⑫硫化氫-靛基質-動力（sim）瓊脂試驗

試驗方法：以接種針挑取菌落或純養物穿刺接種約1/2深度，置36±1℃培養18～24h，觀察結果。培養物呈現黑色為硫化氫陽性，混濁或沿穿刺線向外生長為有動力，然后加kovacs氏試劑數滴于培養表面，靜置10min，若試劑呈紅色為靛基質陽性。培養基未接種的下部，可作為對照。

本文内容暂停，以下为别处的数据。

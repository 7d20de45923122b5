//! Read-ahead buffering
//!
//! Pulls fixed-size chunks from the wrapped reader so the stages beneath it
//! run on large, regular reads regardless of how the engine slices its
//! requests. Position reporting accounts for frames held in the chunk.

use super::{Property, ReadError, SeekResult, SoundReader};

pub struct BufferedReader {
    inner: Box<dyn SoundReader>,
    channels: usize,
    chunk_frames: usize,
    chunk: Vec<f32>,
    filled: usize,
    cursor: usize,

    /// Source frame and ratio of the first frame in `chunk`
    chunk_source: i64,
    chunk_ratio: f64,
}

impl BufferedReader {
    pub fn new(inner: Box<dyn SoundReader>, chunk_frames: usize) -> Self {
        let channels = inner.num_channels().max(1);
        let chunk_frames = chunk_frames.max(1);
        Self {
            inner,
            channels,
            chunk_frames,
            chunk: vec![0.0; chunk_frames * channels],
            filled: 0,
            cursor: 0,
            chunk_source: 0,
            chunk_ratio: 1.0,
        }
    }

    /// Frames held and not yet returned
    pub fn buffered_frames(&self) -> usize {
        self.filled - self.cursor
    }

    fn refill(&mut self) -> Result<(), ReadError> {
        self.chunk_source = self.inner.next_source_frame();
        self.chunk_ratio = self.inner.stream_to_source_ratio();
        self.cursor = 0;
        self.filled = 0;
        self.filled = self.inner.read(&mut self.chunk, self.chunk_frames)?;
        Ok(())
    }

    fn discard(&mut self) {
        self.filled = 0;
        self.cursor = 0;
    }
}

impl SoundReader for BufferedReader {
    fn read(&mut self, buf: &mut [f32], frames: usize) -> Result<usize, ReadError> {
        if self.buffered_frames() == 0 {
            self.refill()?;
        }

        let n = self
            .buffered_frames()
            .min(frames)
            .min(buf.len() / self.channels);
        let start = self.cursor * self.channels;
        buf[..n * self.channels].copy_from_slice(&self.chunk[start..start + n * self.channels]);
        self.cursor += n;
        Ok(n)
    }

    fn set_position(&mut self, frame: i64) -> SeekResult {
        self.discard();
        self.inner.set_position(frame)
    }

    fn sample_rate(&self) -> u32 {
        self.inner.sample_rate()
    }

    fn num_channels(&self) -> usize {
        self.channels
    }

    fn next_source_frame(&self) -> i64 {
        if self.buffered_frames() > 0 {
            self.chunk_source + (self.cursor as f64 * self.chunk_ratio).round() as i64
        } else {
            self.inner.next_source_frame()
        }
    }

    fn stream_to_source_ratio(&self) -> f64 {
        if self.buffered_frames() > 0 {
            self.chunk_ratio
        } else {
            self.inner.stream_to_source_ratio()
        }
    }

    fn length_frames(&self) -> Option<i64> {
        self.inner.length_frames()
    }

    fn error(&self) -> Option<String> {
        self.inner.error()
    }

    fn set_property(&mut self, property: &Property) -> bool {
        self.inner.set_property(property)
    }

    fn try_clone(&self) -> Option<Box<dyn SoundReader>> {
        Some(Box::new(BufferedReader::new(
            self.inner.try_clone()?,
            self.chunk_frames,
        )))
    }
}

本試驗用于腸桿菌科細菌初步生化篩選，與三糖鐵瓊脂等聯合使用可顯著提高篩選功效。

3

血清學試驗

血清學反應的一般特點：

①抗原體的結合具有特異性，當有共同抗原體存在時，會出現交叉反應。
②抗原體的結合是分子表面的結合，這種結合雖相當穩定，但是可逆的。
③抗原體的結合是按一定比例進行的，只有比例適當時，才能出現可見反應。
④血清學反應大體分為兩個階段進行，但其間無嚴格界限。第一階段為抗原體特異性結合階段，反應速度很快，只需幾秒至幾分鐘反應即可完畢，但不出現肉眼可見現象。第二階段為抗原體反應的可見階段，表現為凝集、沉淀、補體結合反應等。反應速度慢，需幾分、幾十分以至更長時間。而且，在第二階段反應中，電解質、ph、溫度等環境因素的變化，都直接影響血清學反應的結果。